:: Work instruction ::
Look through the entries below for the string "Description", and copy each line where it is found.

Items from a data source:
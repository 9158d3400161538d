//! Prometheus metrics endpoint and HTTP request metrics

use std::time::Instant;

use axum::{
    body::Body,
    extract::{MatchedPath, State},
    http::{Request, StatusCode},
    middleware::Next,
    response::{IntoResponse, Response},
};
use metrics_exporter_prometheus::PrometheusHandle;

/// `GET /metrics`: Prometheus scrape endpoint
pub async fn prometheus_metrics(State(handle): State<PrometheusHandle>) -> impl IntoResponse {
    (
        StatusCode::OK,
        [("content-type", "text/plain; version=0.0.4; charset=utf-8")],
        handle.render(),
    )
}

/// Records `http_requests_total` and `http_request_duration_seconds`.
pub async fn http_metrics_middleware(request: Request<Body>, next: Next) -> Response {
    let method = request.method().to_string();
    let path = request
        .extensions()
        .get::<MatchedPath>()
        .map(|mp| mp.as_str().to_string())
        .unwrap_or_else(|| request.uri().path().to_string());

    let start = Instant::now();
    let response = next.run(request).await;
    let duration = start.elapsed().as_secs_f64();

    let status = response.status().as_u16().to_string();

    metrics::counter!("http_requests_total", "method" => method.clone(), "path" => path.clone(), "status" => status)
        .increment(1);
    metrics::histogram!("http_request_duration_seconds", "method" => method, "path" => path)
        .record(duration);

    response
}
* * *
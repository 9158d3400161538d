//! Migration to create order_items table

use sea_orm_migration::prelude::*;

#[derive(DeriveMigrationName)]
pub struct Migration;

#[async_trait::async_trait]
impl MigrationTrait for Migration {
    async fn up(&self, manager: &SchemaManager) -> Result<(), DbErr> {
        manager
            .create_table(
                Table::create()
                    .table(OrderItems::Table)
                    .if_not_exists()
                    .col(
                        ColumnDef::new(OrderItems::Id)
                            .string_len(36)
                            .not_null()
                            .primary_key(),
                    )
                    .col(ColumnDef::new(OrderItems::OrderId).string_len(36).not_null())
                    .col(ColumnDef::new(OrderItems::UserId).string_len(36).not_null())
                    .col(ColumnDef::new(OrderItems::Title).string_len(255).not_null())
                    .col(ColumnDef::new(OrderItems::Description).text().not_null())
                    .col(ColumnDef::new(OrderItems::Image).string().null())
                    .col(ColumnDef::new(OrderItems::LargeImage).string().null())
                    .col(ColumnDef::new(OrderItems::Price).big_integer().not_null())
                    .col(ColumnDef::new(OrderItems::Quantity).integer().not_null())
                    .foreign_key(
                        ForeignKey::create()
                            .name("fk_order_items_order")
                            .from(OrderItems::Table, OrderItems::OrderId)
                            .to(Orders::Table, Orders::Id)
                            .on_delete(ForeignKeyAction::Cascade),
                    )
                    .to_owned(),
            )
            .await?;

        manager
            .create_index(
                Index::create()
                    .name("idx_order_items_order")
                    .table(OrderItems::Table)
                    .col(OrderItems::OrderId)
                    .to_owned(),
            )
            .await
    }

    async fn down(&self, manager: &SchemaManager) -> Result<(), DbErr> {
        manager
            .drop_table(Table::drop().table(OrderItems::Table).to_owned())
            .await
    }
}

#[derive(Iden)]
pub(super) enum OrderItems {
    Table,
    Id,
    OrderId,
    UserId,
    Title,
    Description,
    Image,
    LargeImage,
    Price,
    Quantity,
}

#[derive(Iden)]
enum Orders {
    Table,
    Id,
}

:: Output ::
                    .col(ColumnDef::new(OrderItems::Description).text().not_null())
    Description,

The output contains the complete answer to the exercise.